VSB-TV (channel 11) was a television station in Hamilton, Bermuda, which served the British territory as an affiliate of the American network NBC. The station was owned by the DeFontes Group, a Bermuda-based company which also owned and operated radio stations on the island.

On August 31, 2014, VSB-TV ceased broadcasting over the air due to financial difficulties; it had not launched digital operations in ATSC, Bermuda's digital television format. The news operation continued online for one more year before DeFontes completely ceased operations.

Programming and newscasts
VSB's schedule ran an hour ahead of the Eastern Time Zone without any delays, which meant prime time began at 9:00 p.m. Atlantic Time and Today began live at 8:00 a.m. AT, with the late local news carried at midnight AT. The station also ran Access Hollywood Live and The Ellen DeGeneres Show.

Other station newscasts were carried at 7:00 p.m. AT and 8:30 p.m. AT, with the NBC Nightly News airing live at 7:30 p.m. AT.

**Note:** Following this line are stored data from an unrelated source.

//! Error kinds for compilation and evaluation.
//!
//! Mirrors the teacher's `storage::error::StorageError` shape: one
//! `thiserror` variant per distinct failure, `#[from]` conversions for
//! upstream library errors, no use of `anyhow` inside the library.

use serde::Serialize;
use thiserror::Error;

/// Errors that abort rule-set compilation, or (for `ContradictoryRule`)
/// are reported but do not abort it (see §4.1).
#[derive(Error, Debug)]
pub enum CompilationError {
    #[error("rule '{rule_code}' condition #{condition_index}: {reason}")]
    InvalidRule {
        rule_code: String,
        condition_index: usize,
        reason: String,
    },

    #[error("unsupported operator '{0}'")]
    UnsupportedOperator(String),

    #[error("duplicate rule_code '{0}' in input")]
    DuplicateRuleCode(String),

    #[error("invalid regex pattern in rule '{rule_code}': {source}")]
    RegexSyntax {
        rule_code: String,
        #[source]
        source: regex::Error,
    },

    #[error("internal model build invariant violated: {0}")]
    ModelBuildError(String),

    #[error("rule set expands past the configured combination cap ({limit}); rule '{rule_code}' would add its {count}th combination")]
    ExpansionTooLarge {
        rule_code: String,
        count: usize,
        limit: usize,
    },

    #[error("failed to parse rule source: {0}")]
    Json(#[from] serde_json::Error),
}

/// A rule dropped from combination generation due to a detected
/// contradiction (§4.1 blocking tier). Compilation proceeds; these are
/// collected into [`crate::CompileReport::contradictions`].
#[derive(Debug, Clone)]
pub struct ContradictoryRule {
    pub rule_code: String,
    pub reason: String,
}

impl std::fmt::Display for ContradictoryRule {
    fn fmt(&self, f: &mut std::fmt::Formatter<'_>) -> std::fmt::Result {
        write!(f, "rule '{}' excluded: {}", self.rule_code, self.reason)
    }
}

/// Runtime evaluation errors. Isolated per event; never abort a batch.
#[derive(Error, Debug, Serialize)]
pub enum EvaluationError {
    #[error("attribute '{field}' has value of unexpected type for a numeric predicate: {value_type}")]
    TypeMismatch { field: String, value_type: String },

    #[error("event is missing required attribute '{0}'")]
    MissingAttribute(String),
}

#[derive(Error, Debug)]
pub enum ConfigError {
    #[error("failed to load configuration: {0}")]
    Figment(#[from] figment::Error),
}
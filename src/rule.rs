//! # Rule source
//!
//! Declarative, pre-validation representation of a rule and its wire
//! format (§6): a JSON document, array or JSONL, of objects shaped like
//!
//! ```json
//! { "rule_code": "R1", "priority": 50,
//!   "conditions": [ { "field": "country", "operator": "EQUAL_TO", "value": "US" } ] }
//! ```

use crate::error::CompilationError;
use crate::value::ConditionValue;
use serde::{Deserialize, Serialize};

/// One `(field, operator, value)` triple.
#[derive(Debug, Clone, Serialize, Deserialize)]
pub struct Condition {
    pub field: String,
    pub operator: String,
    #[serde(default)]
    pub value: Option<ConditionValue>,
}

/// A declarative rule as authored: a conjunction of conditions with a
/// code, priority, description, and enabled flag.
#[derive(Debug, Clone, Serialize, Deserialize)]
pub struct RuleDefinition {
    pub rule_code: String,
    #[serde(default)]
    pub description: Option<String>,
    #[serde(default)]
    pub priority: i64,
    #[serde(default = "default_true")]
    pub enabled: bool,
    #[serde(default)]
    pub conditions: Vec<Condition>,
    #[serde(default)]
    pub tags: Vec<String>,
    #[serde(default)]
    pub labels: serde_json::Map<String, serde_json::Value>,
}

fn default_true() -> bool {
    true
}

/// Parse a rule source document. Array form (`[{...}, {...}]`) and JSONL
/// form (one rule object per line) are both accepted, dispatched on the
/// first non-whitespace byte.
pub fn parse_rule_source(source: &str) -> Result<Vec<RuleDefinition>, CompilationError> {
    let trimmed = source.trim_start();
    if trimmed.starts_with('[') {
        let rules: Vec<RuleDefinition> = serde_json::from_str(trimmed)?;
        Ok(rules)
    } else {
        let mut rules = Vec::new();
        for line in source.lines() {
            let line = line.trim();
            if line.is_empty() {
                continue;
            }
            let rule: RuleDefinition = serde_json::from_str(line)?;
            rules.push(rule);
        }
        Ok(rules)
    }
}

#[cfg(test)]
mod tests {
    use super::*;

    #[test]
    fn parses_array_form() {
        let src = r#"[
            {"rule_code": "R1", "priority": 50, "conditions": []}
        ]"#;
        let rules = parse_rule_source(src).unwrap();
        assert_eq!(rules.len(), 1);
        assert_eq!(rules[0].rule_code, "R1");
        assert!(rules[0].enabled);
    }

    #[test]
    fn parses_jsonl_form() {
        let src = "{\"rule_code\": \"R1\", \"conditions\": []}\n{\"rule_code\": \"R2\", \"conditions\": []}\n";
        let rules = parse_rule_source(src).unwrap();
        assert_eq!(rules.len(), 2);
        assert_eq!(rules[1].rule_code, "R2");
    }

    #[test]
    fn enabled_defaults_true_and_is_overridable() {
        let src = r#"[{"rule_code": "R1", "enabled": false, "conditions": []}]"#;
        let rules = parse_rule_source(src).unwrap();
        assert!(!rules[0].enabled);
    }

    #[test]
    fn condition_parses_operator_as_raw_string_for_later_validation() {
        let src = r#"[{"rule_code": "R1", "conditions": [
            {"field": "country", "operator": "EQUAL_TO", "value": "US"}
        ]}]"#;
        let rules = parse_rule_source(src).unwrap();
        assert_eq!(rules[0].conditions[0].operator, "EQUAL_TO");
    }
}
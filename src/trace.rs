//! # Evaluation trace (§4.5, §6)
//!
//! Optional, per-evaluation capture of timings and predicate outcomes at
//! one of four verbosity levels. Traces are additive bookkeeping only —
//! §6 requires that "traces must not alter match results", so nothing in
//! this module feeds back into the counting algorithm.

use serde::{Deserialize, Serialize};
use std::time::Duration;

/// Closed enumeration of trace verbosity (§6).
#[derive(Debug, Default, Clone, Copy, PartialEq, Eq, PartialOrd, Ord, Serialize, Deserialize)]
#[serde(rename_all = "SCREAMING_SNAKE_CASE")]
pub enum TraceLevel {
    /// No trace.
    #[default]
    None,
    /// Matched rule ids + stage timings.
    Basic,
    /// + per-predicate boolean outcomes.
    Standard,
    /// + expected and actual values per predicate.
    Full,
}

impl TraceLevel {
    pub fn captures_predicates(self) -> bool {
        self >= TraceLevel::Standard
    }

    pub fn captures_values(self) -> bool {
        self >= TraceLevel::Full
    }
}

/// One predicate's outcome during a single `match` call, populated from
/// `TraceLevel::Standard` upward.
#[derive(Debug, Clone, Serialize)]
pub struct PredicateOutcome {
    pub predicate_id: u32,
    pub field_id: u32,
    pub passed: bool,
    /// Populated only at `TraceLevel::Full`.
    pub expected: Option<String>,
    pub actual: Option<String>,
}

/// Per-evaluation trace buffer. Built up during `MatchingEngine::match_event`
/// and attached to the `MatchResult` when the requested level is above
/// `NONE`.
#[derive(Debug, Clone, Default, Serialize)]
pub struct Trace {
    pub stage_timings: Vec<(String, Duration)>,
    pub predicate_outcomes: Vec<PredicateOutcome>,
}

impl Trace {
    pub fn record_stage(&mut self, stage: &str, elapsed: Duration) {
        self.stage_timings.push((stage.to_string(), elapsed));
    }

    pub fn record_predicate(&mut self, outcome: PredicateOutcome) {
        self.predicate_outcomes.push(outcome);
    }
}

/// One named stage of the compilation pipeline and how long it took.
/// Distinct from [`Trace`], which records a single `match_event` call;
/// this records a single `compile` call.
#[derive(Debug, Clone)]
pub struct CompileStage {
    pub name: &'static str,
    pub elapsed: Duration,
}

impl CompileStage {
    pub fn new(name: &'static str, elapsed: Duration) -> Self {
        Self { name, elapsed }
    }
}

/// Ordered record of every stage a `compile` call passed through.
#[derive(Debug, Clone, Default)]
pub struct CompileTrace {
    pub stages: Vec<CompileStage>,
}

impl CompileTrace {
    pub fn new(stages: Vec<CompileStage>) -> Self {
        Self { stages }
    }

    pub fn total(&self) -> Duration {
        self.stages.iter().map(|s| s.elapsed).sum()
    }
}

#[cfg(test)]
mod tests {
    use super::*;

    #[test]
    fn trace_levels_order_by_verbosity() {
        assert!(TraceLevel::None < TraceLevel::Basic);
        assert!(TraceLevel::Basic < TraceLevel::Standard);
        assert!(TraceLevel::Standard < TraceLevel::Full);
    }

    #[test]
    fn only_full_captures_expected_and_actual_values() {
        assert!(!TraceLevel::Standard.captures_values());
        assert!(TraceLevel::Full.captures_values());
    }
}
//! # switchboard-core
//!
//! Peer registry, message routing and connection lifecycle for the
//! Switchboard relay hub.
//!
//! - **PeerRegistry** - Connected servers and their hub-assigned ids
//! - **Router** - Decides where each inbound message goes
//! - **IdentifyHandshake** - Activates a server and introduces it to its group
//! - **Broadcaster** - Fan-out to all servers or to one group
//! - **Hub** - Runs one connection from authorization to disconnect
//!
//! ## Architecture
//!
//! ```text
//! ┌─────────────┐     ┌─────────────┐     ┌─────────────┐
//! │     Hub     │────▶│   Router    │────▶│ Broadcaster │
//! └─────────────┘     └─────────────┘     └─────────────┘
//!        │                   │                   │
//!        │                   ▼                   │
//!        │            ┌─────────────┐            │
//!        │            │  Identify   │            │
//!        │            └─────────────┘            │
//!        ▼                   │                   ▼
//! ┌──────────────────────────────────────────────────────┐
//! │                     PeerRegistry                     │
//! └──────────────────────────────────────────────────────┘
//! ```

pub mod broadcast;
pub mod hub;
pub mod identify;
pub mod registry;
pub mod router;

#[cfg(test)]
mod testing;

pub use broadcast::Broadcaster;
pub use hub::{ConnectionState, Hub, HubConfig, HubError, SessionSummary};
pub use identify::IdentifyHandshake;
pub use registry::{Identified, Peer, PeerRegistry, RegistryError, RegistryStats};
pub use router::{Router, RouterError};
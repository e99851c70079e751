//! Transport abstraction traits for Switchboard.
//!
//! The hub never listens on its own; a transport hands it connections that
//! are already open and addressed.

use async_trait::async_trait;
use std::net::SocketAddr;
use switchboard_protocol::ProtocolError;
use thiserror::Error;
use tokio::net::TcpStream;

/// Transport errors.
#[derive(Debug, Error)]
pub enum TransportError {
    /// Framing error.
    #[error("Protocol error: {0}")]
    Protocol(#[from] ProtocolError),

    /// I/O error.
    #[error("I/O error: {0}")]
    Io(#[from] std::io::Error),
}

impl TransportError {
    /// Whether reading must stop after this error.
    #[must_use]
    pub fn is_fatal(&self) -> bool {
        match self {
            TransportError::Protocol(e) => e.is_fatal(),
            TransportError::Io(_) => true,
        }
    }
}

/// A freshly accepted connection.
#[derive(Debug)]
pub struct Accepted {
    /// The connected stream.
    pub stream: TcpStream,
    /// Address of the remote end.
    pub remote_addr: SocketAddr,
}

/// A transport that can accept connections.
#[async_trait]
pub trait Transport: Send + Sync {
    /// Accept a new connection.
    ///
    /// This method waits until a new connection is available or an error occurs.
    async fn accept(&self) -> Result<Accepted, TransportError>;

    /// Get the transport name (e.g., "tcp").
    fn name(&self) -> &'static str;

    /// Get the local address the transport is bound to, if any.
    fn local_addr(&self) -> Option<SocketAddr> {
        None
    }
}
//! The identify handshake.
//!
//! A server becomes routable by sending `target: "i"` with its metadata.
//! The hub then:
//!
//! 1. stores the metadata and marks the server initialized,
//! 2. replies with an `Identify` message carrying the assigned id,
//! 3. sends one `Connect` per visible server already in the group,
//! 4. unless hidden, announces the newcomer to the group with a `Connect`.

use serde_json::value::RawValue;
use std::sync::Arc;
use switchboard_protocol::{codec, Message, PeerId, ServerInfo};
use tracing::info;

use crate::broadcast::Broadcaster;
use crate::registry::{Identified, PeerRegistry, RegistryError};
use crate::router::RouterError;

/// Runs the identify handshake for one peer.
#[derive(Debug, Clone)]
pub struct IdentifyHandshake {
    registry: Arc<PeerRegistry>,
    broadcaster: Broadcaster,
}

impl IdentifyHandshake {
    /// Create a handshake runner.
    #[must_use]
    pub fn new(registry: Arc<PeerRegistry>, broadcaster: Broadcaster) -> Self {
        Self {
            registry,
            broadcaster,
        }
    }

    /// Identify `sender` with the payload of its identify request.
    ///
    /// A peer that identifies again gets its metadata replaced and the
    /// handshake repeated.
    ///
    /// Returns the number of messages queued.
    ///
    /// # Errors
    ///
    /// Returns [`RouterError::Decode`] if the payload is not server info;
    /// the peer then stays uninitialized.
    pub async fn run(&self, sender: PeerId, data: Option<&RawValue>) -> Result<usize, RouterError> {
        let server_info: ServerInfo = codec::decode_data(data).map_err(RouterError::Decode)?;

        let Identified {
            peer,
            group_members,
        } = self
            .registry
            .identify(sender, server_info)
            .await
            .map_err(|e| match e {
                RegistryError::NotFound(id) => RouterError::UnknownSender(id),
                other => RouterError::Registry(other),
            })?;

        let Some(server_info) = peer.info.as_ref() else {
            return Err(RouterError::UnknownSender(sender));
        };

        info!(
            peer = peer.id,
            name = %server_info.name,
            group = %server_info.group,
            hidden = server_info.hidden,
            "{} has joined group {}",
            server_info.name,
            server_info.group
        );

        let mut queued = 0;

        let confirmation = Message::identify_confirmation(peer.id).map_err(RouterError::Encode)?;
        if self
            .broadcaster
            .send_to(&peer, &confirmation)
            .map_err(RouterError::Encode)?
        {
            queued += 1;
        }

        for existing in group_members.iter().filter(|member| !member.is_hidden()) {
            let Some(existing_info) = existing.info.as_ref() else {
                continue;
            };
            let introduction = Message::connect(&existing_info.descriptor(existing.id))
                .map_err(RouterError::Encode)?;
            if self
                .broadcaster
                .send_to(&peer, &introduction)
                .map_err(RouterError::Encode)?
            {
                queued += 1;
            }
        }

        if !server_info.hidden {
            let welcome =
                Message::connect(&server_info.descriptor(peer.id)).map_err(RouterError::Encode)?;
            queued += self
                .broadcaster
                .deliver_to(&group_members, &welcome)
                .map_err(RouterError::Encode)?;
        }

        Ok(queued)
    }
}

#[cfg(test)]
mod tests {
    use super::*;
    use crate::testing::{attach, attach_identified, drain, info};
    use serde_json::{json, Value};

    fn handshake(registry: &Arc<PeerRegistry>) -> IdentifyHandshake {
        IdentifyHandshake::new(registry.clone(), Broadcaster::new(registry.clone()))
    }

    fn payload(value: Value) -> Box<RawValue> {
        serde_json::value::to_raw_value(&value).unwrap()
    }

    #[tokio::test]
    async fn test_confirmation_carries_assigned_id() {
        let registry = Arc::new(PeerRegistry::new());
        attach(&registry).await;
        let (id, mut rx) = attach(&registry).await;

        let data = payload(json!({"group":"alpha","ip":"10.0.0.5","name":"A","port":"27015"}));
        handshake(&registry).run(id, Some(&data)).await.unwrap();

        let received = drain(&mut rx);
        assert_eq!(
            received,
            vec![json!({"context":"Identify","data":2,"target":"i"})]
        );
        assert!(registry.lookup(id).await.unwrap().is_initialized());
    }

    #[tokio::test]
    async fn test_group_introductions() {
        let registry = Arc::new(PeerRegistry::new());
        let (b, mut rx_b) = attach_identified(&registry, info("alpha", "B")).await;
        let (_, mut rx_c) = attach_identified(&registry, info("beta", "C")).await;
        let (a, mut rx_a) = attach(&registry).await;

        let data = payload(json!({"group":"alpha","ip":"10.0.0.9","name":"A","port":"27016","hidden":false}));
        let queued = handshake(&registry).run(a, Some(&data)).await.unwrap();
        assert_eq!(queued, 3);

        let to_a = drain(&mut rx_a);
        assert_eq!(to_a.len(), 2);
        assert_eq!(to_a[0]["context"], "Identify");
        assert_eq!(
            to_a[1],
            json!({"context":"Connect","data":{"id":b,"ip":"10.0.0.1","name":"B","port":"27015"},"target":"i"})
        );

        let to_b = drain(&mut rx_b);
        assert_eq!(
            to_b,
            vec![json!({"context":"Connect","data":{"id":a,"ip":"10.0.0.9","name":"A","port":"27016"},"target":"i"})]
        );

        assert!(drain(&mut rx_c).is_empty());
    }

    #[tokio::test]
    async fn test_hidden_peers_are_not_announced() {
        let registry = Arc::new(PeerRegistry::new());
        let (_, mut rx_hidden_old) =
            attach_identified(&registry, info("alpha", "Spectator").hidden()).await;
        let (_, mut rx_visible) = attach_identified(&registry, info("alpha", "Visible")).await;
        let (newcomer, mut rx_new) = attach(&registry).await;

        let data = payload(json!({"group":"alpha","ip":"10.0.0.9","name":"Ghost","port":"1","hidden":true}));
        handshake(&registry).run(newcomer, Some(&data)).await.unwrap();

        let to_new = drain(&mut rx_new);
        assert_eq!(to_new.len(), 2);
        assert_eq!(to_new[1]["data"]["name"], "Visible");

        assert!(drain(&mut rx_visible).is_empty());
        assert!(drain(&mut rx_hidden_old).is_empty());
    }

    #[tokio::test]
    async fn test_bad_payload_leaves_peer_uninitialized() {
        let registry = Arc::new(PeerRegistry::new());
        let (id, mut rx) = attach(&registry).await;

        let data = payload(json!({"group":"alpha"}));
        let result = handshake(&registry).run(id, Some(&data)).await;
        assert!(matches!(result, Err(RouterError::Decode(_))));

        let result = handshake(&registry).run(id, None).await;
        assert!(matches!(result, Err(RouterError::Decode(_))));

        assert!(!registry.lookup(id).await.unwrap().is_initialized());
        assert!(drain(&mut rx).is_empty());
    }

    fn connects_from(received: &[Value], id: PeerId) -> usize {
        received
            .iter()
            .filter(|msg| msg["context"] == "Connect" && msg["data"]["id"] == id)
            .count()
    }

    #[tokio::test(flavor = "multi_thread", worker_threads = 4)]
    async fn test_concurrent_identify_introduces_once() {
        for _ in 0..50 {
            let registry = Arc::new(PeerRegistry::new());
            let (a, mut rx_a) = attach(&registry).await;
            let (b, mut rx_b) = attach(&registry).await;

            let run = |id: PeerId, name: &'static str| {
                let handshake = handshake(&registry);
                tokio::spawn(async move {
                    let data = payload(json!({"group":"alpha","ip":"10.0.0.1","name":name,"port":"1"}));
                    handshake.run(id, Some(&data)).await.unwrap();
                })
            };
            let (first, second) = (run(a, "A"), run(b, "B"));
            first.await.unwrap();
            second.await.unwrap();

            assert_eq!(connects_from(&drain(&mut rx_a), b), 1);
            assert_eq!(connects_from(&drain(&mut rx_b), a), 1);
        }
    }

    #[tokio::test]
    async fn test_unknown_sender() {
        let registry = Arc::new(PeerRegistry::new());
        let data = payload(json!({"group":"a","ip":"1","name":"n","port":"1"}));

        let result = handshake(&registry).run(7, Some(&data)).await;
        assert!(matches!(result, Err(RouterError::UnknownSender(7))));
    }
}
//! Metrics collection and export for Switchboard.
//!
//! Uses the `metrics` crate for instrumentation and exports
//! to Prometheus format.

use metrics::{counter, gauge};
use metrics_exporter_prometheus::PrometheusBuilder;
use std::net::SocketAddr;
use switchboard_core::{RegistryStats, SessionSummary};
use tracing::info;

/// Metric names.
pub mod names {
    pub const CONNECTIONS_TOTAL: &str = "switchboard_connections_total";
    pub const CONNECTIONS_ACTIVE: &str = "switchboard_connections_active";
    pub const CONNECTIONS_REJECTED: &str = "switchboard_connections_rejected_total";
    pub const PEERS_REGISTERED: &str = "switchboard_peers_registered";
    pub const PEERS_IDENTIFIED: &str = "switchboard_peers_identified";
    pub const PEERS_HIDDEN: &str = "switchboard_peers_hidden";
    pub const GROUPS_ACTIVE: &str = "switchboard_groups_active";
    pub const LINES_TOTAL: &str = "switchboard_lines_total";
    pub const DELIVERIES_TOTAL: &str = "switchboard_deliveries_total";
    pub const DROPPED_TOTAL: &str = "switchboard_dropped_total";
    pub const ERRORS_TOTAL: &str = "switchboard_errors_total";
}

/// Initialize the metrics system.
pub fn init_metrics() {
    // Describe metrics
    metrics::describe_counter!(
        names::CONNECTIONS_TOTAL,
        "Total number of connections since server start"
    );
    metrics::describe_gauge!(
        names::CONNECTIONS_ACTIVE,
        "Current number of open connections"
    );
    metrics::describe_counter!(
        names::CONNECTIONS_REJECTED,
        "Connections refused by the allow-list"
    );
    metrics::describe_gauge!(names::PEERS_REGISTERED, "Peers currently in the registry");
    metrics::describe_gauge!(names::PEERS_IDENTIFIED, "Registered peers that have identified");
    metrics::describe_gauge!(names::PEERS_HIDDEN, "Identified peers that are hidden");
    metrics::describe_gauge!(names::GROUPS_ACTIVE, "Distinct groups among identified peers");
    metrics::describe_counter!(names::LINES_TOTAL, "Inbound lines received from peers");
    metrics::describe_counter!(
        names::DELIVERIES_TOTAL,
        "Outbound lines queued for delivery"
    );
    metrics::describe_counter!(names::DROPPED_TOTAL, "Inbound lines dropped");
    metrics::describe_counter!(names::ERRORS_TOTAL, "Total number of errors");

    info!("Metrics initialized");
}

/// Start the Prometheus metrics server.
///
/// # Errors
///
/// Returns an error if the server cannot be started.
pub fn start_metrics_server(addr: SocketAddr) -> Result<(), Box<dyn std::error::Error>> {
    PrometheusBuilder::new()
        .with_http_listener(addr)
        .install()?;

    info!("Metrics server listening on {}", addr);
    Ok(())
}

/// Record a new connection.
pub fn record_connection() {
    counter!(names::CONNECTIONS_TOTAL).increment(1);
    gauge!(names::CONNECTIONS_ACTIVE).increment(1.0);
}

/// Record a disconnection.
pub fn record_disconnection() {
    gauge!(names::CONNECTIONS_ACTIVE).decrement(1.0);
}

/// Record a connection refused by the allow-list.
pub fn record_rejected() {
    counter!(names::CONNECTIONS_REJECTED).increment(1);
}

/// Record the traffic of a finished session.
pub fn record_session(summary: &SessionSummary) {
    counter!(names::LINES_TOTAL).increment(summary.lines);
    counter!(names::DELIVERIES_TOTAL).increment(summary.queued);
    counter!(names::DROPPED_TOTAL).increment(summary.dropped);
}

/// Publish a registry snapshot.
pub fn record_registry(stats: &RegistryStats) {
    gauge!(names::PEERS_REGISTERED).set(stats.peers as f64);
    gauge!(names::PEERS_IDENTIFIED).set(stats.initialized as f64);
    gauge!(names::PEERS_HIDDEN).set(stats.hidden as f64);
    gauge!(names::GROUPS_ACTIVE).set(stats.groups as f64);
}

/// Record an error.
pub fn record_error(error_type: &str) {
    counter!(names::ERRORS_TOTAL, "type" => error_type.to_string()).increment(1);
}

/// Metrics guard that records disconnection on drop.
pub struct ConnectionMetricsGuard;

impl ConnectionMetricsGuard {
    /// Create a new metrics guard, recording a connection.
    #[must_use]
    pub fn new() -> Self {
        record_connection();
        Self
    }
}

impl Default for ConnectionMetricsGuard {
    fn default() -> Self {
        Self::new()
    }
}

impl Drop for ConnectionMetricsGuard {
    fn drop(&mut self) {
        record_disconnection();
    }
}
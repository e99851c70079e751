//! Graceful shutdown coordination.

use tokio::sync::broadcast;
use tracing::{error, info};

/// Shutdown signal sender.
pub type ShutdownTx = broadcast::Sender<()>;

/// Shutdown signal receiver.
pub type ShutdownRx = broadcast::Receiver<()>;

/// Create a shutdown channel.
pub fn shutdown_channel() -> (ShutdownTx, ShutdownRx) {
    broadcast::channel(1)
}

/// Wait for a shutdown signal (SIGINT or SIGTERM).
pub async fn wait_for_shutdown_signal() {
    #[cfg(unix)]
    {
        use tokio::signal::unix::{signal, SignalKind};

        let handlers = signal(SignalKind::interrupt())
            .and_then(|sigint| Ok((sigint, signal(SignalKind::terminate())?)));

        match handlers {
            Ok((mut sigint, mut sigterm)) => {
                tokio::select! {
                    _ = sigint.recv() => {
                        info!("Received SIGINT, initiating shutdown...");
                    }
                    _ = sigterm.recv() => {
                        info!("Received SIGTERM, initiating shutdown...");
                    }
                }
            }
            Err(e) => {
                error!(error = %e, "Failed to install signal handlers, falling back to Ctrl+C");
                ctrl_c().await;
            }
        }
    }

    #[cfg(not(unix))]
    ctrl_c().await;
}

async fn ctrl_c() {
    match tokio::signal::ctrl_c().await {
        Ok(()) => info!("Received Ctrl+C, initiating shutdown..."),
        Err(e) => {
            error!(error = %e, "Failed to install Ctrl+C handler");
            std::future::pending::<()>().await;
        }
    }
}

#[cfg(test)]
mod tests {
    use super::*;

    #[tokio::test]
    async fn test_shutdown_channel() {
        let (tx, _rx) = shutdown_channel();
        let mut first = tx.subscribe();
        let mut second = tx.subscribe();

        assert!(first.try_recv().is_err());

        tx.send(()).unwrap();

        // Every subscriber sees the signal
        assert!(first.recv().await.is_ok());
        assert!(second.recv().await.is_ok());
    }
}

Discontinuation of operations
On August 29, 2014, the ownership of VSB announced that over-the-air broadcasting would be suspended indefinitely due to financial losses, effective August 31, 2014, whilst expressing the hope that the station might reorganize and return to the air in the future. Declining advertising revenues resulting in continual deficits were cited by DeFontes Group. A daily 20-min. video streaming of VSB News Online continued for another year, produced by VSB staff.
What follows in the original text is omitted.